When my grandfather retired, my mother and father bought him an electronic musical keyboard, since he loved music but had never had the opportunity for music lessons. It was not the sort of keyboard one might buy for a professional musician: you played the melody with your right hand, by following a color coded system, superimposed over the simplified sheet music; and you added harmony by pressing a single button to select the chords with your left hand. Still, that first night, when he managed after a relatively short time reading the manual to bang out My Wild Irish Rose (in honor of my grandmother, Rose McCloskey), we all sang along and clapped. And I saw a sparkle in my grandfather’s eyes that night the likes of which I had not seen since that day when I first took a cube root by hand and then was allowed to learn all about the slide rule.
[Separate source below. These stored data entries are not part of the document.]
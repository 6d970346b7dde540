//! # Sliding-Window Rate Limiter
//!
//! A true sliding-window limiter: each identifier owns a sorted set of
//! per-request markers scored by request time, and every check first drops
//! markers older than the trailing window before counting. The four steps
//! (trim, count, add, refresh TTL) run as one atomic batch so concurrent
//! checks for the same identifier cannot race past the limit.
//!
//! On any store failure the limiter fails OPEN: the request is allowed with
//! a full-quota response. Rate limiting is protective, not
//! correctness-critical, and a store outage must not become a total outage.

use crate::store::KvStore;
use std::time::{Duration, SystemTime, UNIX_EPOCH};
use tracing::{debug, warn};
use uuid::Uuid;

/// Outcome of a rate-limit check.
#[derive(Debug, Clone, PartialEq)]
pub struct RateLimitDecision {
    /// Whether the request may proceed
    pub allowed: bool,
    /// Requests in the window, counting this one
    pub count: u32,
    /// Requests left in the window after this one
    pub remaining: u32,
    /// When a fresh window would be available
    pub reset_time: SystemTime,
}

impl RateLimitDecision {
    /// Build a decision from the marker count observed before this request's
    /// marker was added.
    ///
    /// The decision is based on the pre-add count, so the request that lands
    /// exactly at the limit is still allowed: a limiter configured for N
    /// requests per window admits exactly N.
    fn from_count_before(count_before: u32, max_requests: u32, reset_time: SystemTime) -> Self {
        Self {
            allowed: count_before < max_requests,
            count: count_before + 1,
            remaining: max_requests.saturating_sub(count_before + 1),
            reset_time,
        }
    }

    fn fail_open(max_requests: u32, reset_time: SystemTime) -> Self {
        Self {
            allowed: true,
            count: 0,
            remaining: max_requests,
            reset_time,
        }
    }
}

/// Sliding-window request limiter over the shared store.
#[derive(Debug, Clone)]
pub struct RateLimiter {
    store: KvStore,
    window: Duration,
    max_requests: u32,
    key_prefix: String,
}

impl RateLimiter {
    /// Create a limiter admitting `max_requests` per `window` for each
    /// identifier, keyed under `key_prefix`.
    pub fn new(
        store: KvStore,
        window: Duration,
        max_requests: u32,
        key_prefix: impl Into<String>,
    ) -> Self {
        Self {
            store,
            window,
            max_requests,
            key_prefix: key_prefix.into(),
        }
    }

    fn key(&self, identifier: &str) -> String {
        format!("{}:{}", self.key_prefix, identifier)
    }

    /// Check whether a request from `identifier` is allowed, recording it in
    /// the window either way.
    ///
    /// Atomically: markers older than `now - window` are removed, the
    /// survivors are counted, a uniquely-identified marker for this request
    /// is added at `now`, and the key's TTL is refreshed to the window
    /// length. The allow decision comes from the count observed before the
    /// new marker was added.
    pub async fn is_allowed(&self, identifier: &str) -> RateLimitDecision {
        let key = self.key(identifier);

        let now = SystemTime::now()
            .duration_since(UNIX_EPOCH)
            .unwrap_or_default()
            .as_secs_f64();
        let cutoff = now - self.window.as_secs_f64();
        let reset_time = SystemTime::now() + self.window;

        // Marker members must be unique so simultaneous requests in the
        // same instant each count.
        let member = format!("{}-{}", (now * 1000.0) as u64, Uuid::new_v4());

        match self
            .store
            .sliding_window_probe(&key, cutoff, now, &member, self.window)
            .await
        {
            Ok(count_before) => {
                let decision = RateLimitDecision::from_count_before(
                    count_before.min(u32::MAX as u64) as u32,
                    self.max_requests,
                    reset_time,
                );
                debug!(
                    identifier,
                    allowed = decision.allowed,
                    count = decision.count,
                    "Rate limit check"
                );
                decision
            }
            Err(e) => {
                warn!(identifier, error = %e, "Rate limit check failed, failing open");
                RateLimitDecision::fail_open(self.max_requests, reset_time)
            }
        }
    }

    /// Clear an identifier's window, returning whether one existed.
    pub async fn reset(&self, identifier: &str) -> bool {
        let key = self.key(identifier);
        match self.store.delete(&key).await {
            Ok(removed) => removed,
            Err(e) => {
                warn!(identifier, error = %e, "Rate limit reset failed");
                false
            }
        }
    }

    /// The configured window length.
    pub fn window(&self) -> Duration {
        self.window
    }

    /// The configured per-window request ceiling.
    pub fn max_requests(&self) -> u32 {
        self.max_requests
    }
}

#[cfg(test)]
mod tests {
    use super::*;

    fn at(count_before: u32, max: u32) -> RateLimitDecision {
        RateLimitDecision::from_count_before(count_before, max, SystemTime::now())
    }

    #[test]
    fn test_remaining_counts_down() {
        assert_eq!(at(0, 3).remaining, 2);
        assert_eq!(at(1, 3).remaining, 1);
        assert_eq!(at(2, 3).remaining, 0);
    }

    #[test]
    fn test_boundary_request_is_allowed() {
        // The Nth request (N == max) sees a pre-add count of N-1 and is
        // still admitted, landing exactly at the limit.
        let decision = at(2, 3);
        assert!(decision.allowed);
        assert_eq!(decision.count, 3);
        assert_eq!(decision.remaining, 0);
    }

    #[test]
    fn test_over_limit_is_denied() {
        let decision = at(3, 3);
        assert!(!decision.allowed);
        assert_eq!(decision.count, 4);
        assert_eq!(decision.remaining, 0);
    }

    #[test]
    fn test_fail_open_reports_full_quota() {
        let decision = RateLimitDecision::fail_open(5, SystemTime::now());
        assert!(decision.allowed);
        assert_eq!(decision.remaining, 5);
    }
}
//! # Analytics Collector
//!
//! Day-bucketed event recording and counter aggregation. Every event is
//! stored twice: appended to a per-type-per-day list for replay and audit,
//! and folded into per-day counters keyed by dimension (organization, user,
//! asset, plus a type-level total). Both representations carry the same
//! 30-day retention TTL, re-applied on every write, so late events in an
//! existing day bucket extend that bucket's life.
//!
//! Analytics share the cache's fail-soft policy: a store error during a read
//! or write is logged and degrades to a neutral result. An analytics outage
//! never fails the request that generated the event.

use crate::store::KvStore;
use chrono::{DateTime, NaiveDate, Utc};
use serde::{Deserialize, Serialize};
use std::collections::{BTreeMap, HashMap};
use std::time::Duration;
use tracing::{debug, warn};

/// Retention applied to every analytics key on each write.
pub const RETENTION: Duration = Duration::from_secs(30 * 24 * 3600);

/// Event types the daily-stats table reports on.
pub const KNOWN_EVENT_TYPES: [&str; 6] = [
    "asset_view",
    "asset_download",
    "asset_upload",
    "asset_share",
    "search",
    "login",
];

const NAMESPACE: &str = "analytics";

/// A portal analytics event.
#[derive(Debug, Clone, PartialEq, Serialize, Deserialize)]
pub struct AnalyticsEvent {
    #[serde(rename = "type")]
    pub event_type: String,

    #[serde(default, skip_serializing_if = "Option::is_none")]
    pub user_id: Option<String>,

    #[serde(default, skip_serializing_if = "Option::is_none")]
    pub organization_id: Option<String>,

    #[serde(default, skip_serializing_if = "Option::is_none")]
    pub asset_id: Option<String>,

    #[serde(default, skip_serializing_if = "Option::is_none")]
    pub metadata: Option<serde_json::Value>,

    /// Epoch milliseconds
    pub timestamp: i64,
}

impl AnalyticsEvent {
    /// A new event of the given type, stamped with the current time.
    pub fn new(event_type: impl Into<String>) -> Self {
        Self {
            event_type: event_type.into(),
            user_id: None,
            organization_id: None,
            asset_id: None,
            metadata: None,
            timestamp: Utc::now().timestamp_millis(),
        }
    }

    /// The UTC day bucket this event falls into.
    fn day(&self) -> NaiveDate {
        DateTime::from_timestamp_millis(self.timestamp)
            .map(|dt| dt.date_naive())
            .unwrap_or_else(|| Utc::now().date_naive())
    }
}

fn date_key(date: NaiveDate) -> String {
    date.format("%Y-%m-%d").to_string()
}

/// Parse the trailing `YYYY-MM-DD` segment out of an analytics key name.
fn trailing_date(key: &str) -> Option<NaiveDate> {
    let segment = key.rsplit(':').next()?;
    NaiveDate::parse_from_str(segment, "%Y-%m-%d").ok()
}

fn events_key(event_type: &str, date: &str) -> String {
    format!("{NAMESPACE}:events:{event_type}:{date}")
}

fn counter_key(event_type: &str, dimension: &str, date: &str) -> String {
    format!("{NAMESPACE}:count:{event_type}:{dimension}:{date}")
}

/// The dimension counters an event increments: a type-level total plus one
/// counter per dimension present on the event.
fn counter_keys(event: &AnalyticsEvent, date: &str) -> Vec<String> {
    let mut keys = vec![counter_key(&event.event_type, "total", date)];

    if let Some(org) = &event.organization_id {
        keys.push(counter_key(&event.event_type, &format!("org:{org}"), date));
    }
    if let Some(user) = &event.user_id {
        keys.push(counter_key(&event.event_type, &format!("user:{user}"), date));
    }
    if let Some(asset) = &event.asset_id {
        keys.push(counter_key(&event.event_type, &format!("asset:{asset}"), date));
    }

    keys
}

/// Time-bucketed event recorder and aggregator over the shared store.
#[derive(Debug, Clone)]
pub struct AnalyticsCollector {
    store: KvStore,
}

impl AnalyticsCollector {
    pub fn new(store: KvStore) -> Self {
        Self { store }
    }

    /// Record an event: one atomic batch appends it to its per-type-per-day
    /// list and increments every applicable dimension counter, re-applying
    /// the 30-day retention TTL to each touched key. Returns whether the
    /// write succeeded.
    pub async fn record_event(&self, event: &AnalyticsEvent) -> bool {
        let date = date_key(event.day());
        let list_key = events_key(&event.event_type, &date);
        let counters = counter_keys(event, &date);

        let payload = match serde_json::to_string(event) {
            Ok(payload) => payload,
            Err(e) => {
                warn!(event_type = %event.event_type, error = %e, "Failed to encode analytics event");
                return false;
            }
        };

        match self
            .store
            .analytics_record(&list_key, &payload, &counters, RETENTION)
            .await
        {
            Ok(()) => {
                debug!(event_type = %event.event_type, date = %date, "Recorded analytics event");
                true
            }
            Err(e) => {
                warn!(event_type = %event.event_type, error = %e, "Analytics write failed");
                false
            }
        }
    }

    /// Sum the daily counters for one `(type, dimension)` across an
    /// inclusive date range. `dimension` is e.g. `org:42`, `user:7`,
    /// `asset:19`, or `total`.
    pub async fn get_event_count(
        &self,
        event_type: &str,
        dimension: &str,
        start: NaiveDate,
        end: NaiveDate,
    ) -> u64 {
        let mut total = 0;

        for date in date_range(start, end) {
            let key = counter_key(event_type, dimension, &date_key(date));
            match self.store.get(&key).await {
                Ok(Some(raw)) => total += raw.parse::<u64>().unwrap_or(0),
                Ok(None) => {}
                Err(e) => {
                    warn!(key = %key, error = %e, "Counter read failed, skipping day");
                }
            }
        }

        total
    }

    /// Paged read of the raw event list for one day. Unparsable entries are
    /// skipped.
    pub async fn get_events(
        &self,
        event_type: &str,
        date: NaiveDate,
        limit: usize,
        offset: usize,
    ) -> Vec<AnalyticsEvent> {
        if limit == 0 {
            return Vec::new();
        }

        let key = events_key(event_type, &date_key(date));
        let start = offset as isize;
        let stop = (offset + limit - 1) as isize;

        let entries = match self.store.lrange(&key, start, stop).await {
            Ok(entries) => entries,
            Err(e) => {
                warn!(key = %key, error = %e, "Event list read failed");
                return Vec::new();
            }
        };

        entries
            .iter()
            .filter_map(|raw| match serde_json::from_str(raw) {
                Ok(event) => Some(event),
                Err(e) => {
                    warn!(key = %key, error = %e, "Skipping unparsable analytics event");
                    None
                }
            })
            .collect()
    }

    /// A `date -> {event_type -> count}` table for one organization over an
    /// inclusive date range, covering the known event types.
    pub async fn get_daily_stats(
        &self,
        org_id: &str,
        start: NaiveDate,
        end: NaiveDate,
    ) -> BTreeMap<String, HashMap<String, u64>> {
        let dimension = format!("org:{org_id}");
        let mut stats = BTreeMap::new();

        for date in date_range(start, end) {
            let day = date_key(date);
            let mut per_type = HashMap::new();

            for event_type in KNOWN_EVENT_TYPES {
                let key = counter_key(event_type, &dimension, &day);
                let count = match self.store.get(&key).await {
                    Ok(Some(raw)) => raw.parse::<u64>().unwrap_or(0),
                    Ok(None) => 0,
                    Err(e) => {
                        warn!(key = %key, error = %e, "Counter read failed, reporting 0");
                        0
                    }
                };
                per_type.insert(event_type.to_string(), count);
            }

            stats.insert(day, per_type);
        }

        stats
    }

    /// The most-counted assets for one event type on one day, as
    /// `(asset_id, count)` pairs sorted descending, truncated to `limit`.
    ///
    /// Asset counters are recorded portal-wide (the dimension is the asset
    /// id alone); `org_id` scopes the request for tracing and future
    /// filtering, not the scan.
    pub async fn get_top_assets(
        &self,
        org_id: &str,
        event_type: &str,
        date: NaiveDate,
        limit: usize,
    ) -> Vec<(String, u64)> {
        let day = date_key(date);
        let pattern = counter_key(event_type, "asset:*", &day);

        let keys = match self.store.keys_matching(&pattern).await {
            Ok(keys) => keys,
            Err(e) => {
                warn!(org = org_id, pattern = %pattern, error = %e, "Asset counter scan failed");
                return Vec::new();
            }
        };

        let prefix = format!("{NAMESPACE}:count:{event_type}:asset:");
        let suffix = format!(":{day}");

        let mut ranked = Vec::new();
        for key in keys {
            let Some(asset_id) = key
                .strip_prefix(prefix.as_str())
                .and_then(|rest| rest.strip_suffix(suffix.as_str()))
            else {
                continue;
            };

            let count = match self.store.get(&key).await {
                Ok(Some(raw)) => raw.parse::<u64>().unwrap_or(0),
                Ok(None) => 0,
                Err(e) => {
                    warn!(key = %key, error = %e, "Asset counter read failed, skipping");
                    continue;
                }
            };

            ranked.push((asset_id.to_string(), count));
        }

        ranked.sort_by(|a, b| b.1.cmp(&a.1).then_with(|| a.0.cmp(&b.0)));
        ranked.truncate(limit);

        debug!(org = org_id, event_type, date = %day, results = ranked.len(), "Top assets query");
        ranked
    }

    /// Backstop sweep independent of the TTLs set on write: scan all
    /// analytics keys, parse the trailing date segment out of each name, and
    /// delete keys older than the cutoff. Returns the number deleted.
    pub async fn cleanup(&self, days_to_keep: u32) -> u64 {
        let cutoff = Utc::now().date_naive() - chrono::Days::new(days_to_keep as u64);

        let keys = match self.store.keys_matching(&format!("{NAMESPACE}:*")).await {
            Ok(keys) => keys,
            Err(e) => {
                warn!(error = %e, "Analytics key scan failed during cleanup");
                return 0;
            }
        };

        let stale: Vec<String> = keys
            .into_iter()
            .filter(|key| matches!(trailing_date(key), Some(date) if date < cutoff))
            .collect();

        match self.store.delete_many(&stale).await {
            Ok(deleted) => {
                debug!(deleted, cutoff = %cutoff, "Analytics cleanup sweep finished");
                deleted
            }
            Err(e) => {
                warn!(error = %e, "Analytics cleanup delete failed");
                0
            }
        }
    }
}

fn date_range(start: NaiveDate, end: NaiveDate) -> impl Iterator<Item = NaiveDate> {
    start.iter_days().take_while(move |d| *d <= end)
}

#[cfg(test)]
mod tests {
    use super::*;

    #[test]
    fn test_counter_keys_include_present_dimensions_only() {
        let mut event = AnalyticsEvent::new("asset_view");
        event.organization_id = Some("org-1".to_string());
        event.asset_id = Some("asset-9".to_string());

        let keys = counter_keys(&event, "2026-08-26");
        assert_eq!(
            keys,
            vec![
                "analytics:count:asset_view:total:2026-08-26".to_string(),
                "analytics:count:asset_view:org:org-1:2026-08-26".to_string(),
                "analytics:count:asset_view:asset:asset-9:2026-08-26".to_string(),
            ]
        );
    }

    #[test]
    fn test_event_day_from_timestamp() {
        let mut event = AnalyticsEvent::new("login");
        // 2026-08-26T12:00:00Z
        event.timestamp = 1_787_745_600_000;
        assert_eq!(event.day(), NaiveDate::from_ymd_opt(2026, 8, 26).unwrap());
    }

    #[test]
    fn test_trailing_date_parsing() {
        assert_eq!(
            trailing_date("analytics:count:login:total:2026-01-15"),
            NaiveDate::from_ymd_opt(2026, 1, 15)
        );
        assert_eq!(trailing_date("analytics:count:login:total"), None);
        assert_eq!(trailing_date("analytics:events:login:not-a-date"), None);
    }

    #[test]
    fn test_date_range_is_inclusive() {
        let start = NaiveDate::from_ymd_opt(2026, 8, 24).unwrap();
        let end = NaiveDate::from_ymd_opt(2026, 8, 26).unwrap();
        let days: Vec<NaiveDate> = date_range(start, end).collect();
        assert_eq!(days.len(), 3);
        assert_eq!(days[0], start);
        assert_eq!(days[2], end);
    }

    #[test]
    fn test_event_round_trips_with_renamed_type_field() {
        let mut event = AnalyticsEvent::new("search");
        event.user_id = Some("u-1".to_string());

        let json = serde_json::to_string(&event).unwrap();
        assert!(json.contains("\"type\":\"search\""));

        let back: AnalyticsEvent = serde_json::from_str(&json).unwrap();
        assert_eq!(back, event);
    }
}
So I was completely perplexed, the next morning, when I heard that the keyboard was being returned to the store.  What my grandparents really needed, since we lived in New Jersey, was a new set of snow tires.  Someone — I doubt this was entirely my grandfather’s thinking — had reminded him that “you can’t teach an old dog new tricks.”  Shortly after that, our extended family packed up and moved to the San Diego area;  the snow tires were sold in a garage sale.  And it was not very many years later that my grandfather was diagnosed with cancer and died.

Sadly, some of our most experienced, senior educators are apparently advocates of the “old dog” canard.  “I’ve been teaching for 40 years and I never needed more technology than a chalk board and a red pen.  Why should I change now?”  “There just isn’t enough room in my classroom for that thing; take it out of here.”  “Besides, you can’t each an old dog new tricks.”  Meanwhile, we live in a world where most people will change careers two to three times in their lifetime, each time learning new skills and completely reinventing themselves.  We all pay lip service to the importance of developing students who will become lifelong learners.  Why do we forget that our students always learn more from our actions than from our words?

One senior educator I knew — one who had used all of the familiar excuses to avoid integrating technology into their own teaching despite all the pleading and cajoling I could muster — called me a few months after retiring.  “I just bought a computer.  I have time to learn it, now that I am retired. I want you to show me.”  Of course, I was — mostly — genuinely delighted.  Still, I have some human faults, so a part of me could not help but thinking, “Why, then, did you deprive your students of this wonderful opportunity to see you finally acting as a lifelong learner? Take the cursed computer back to the store and get the snow tires!”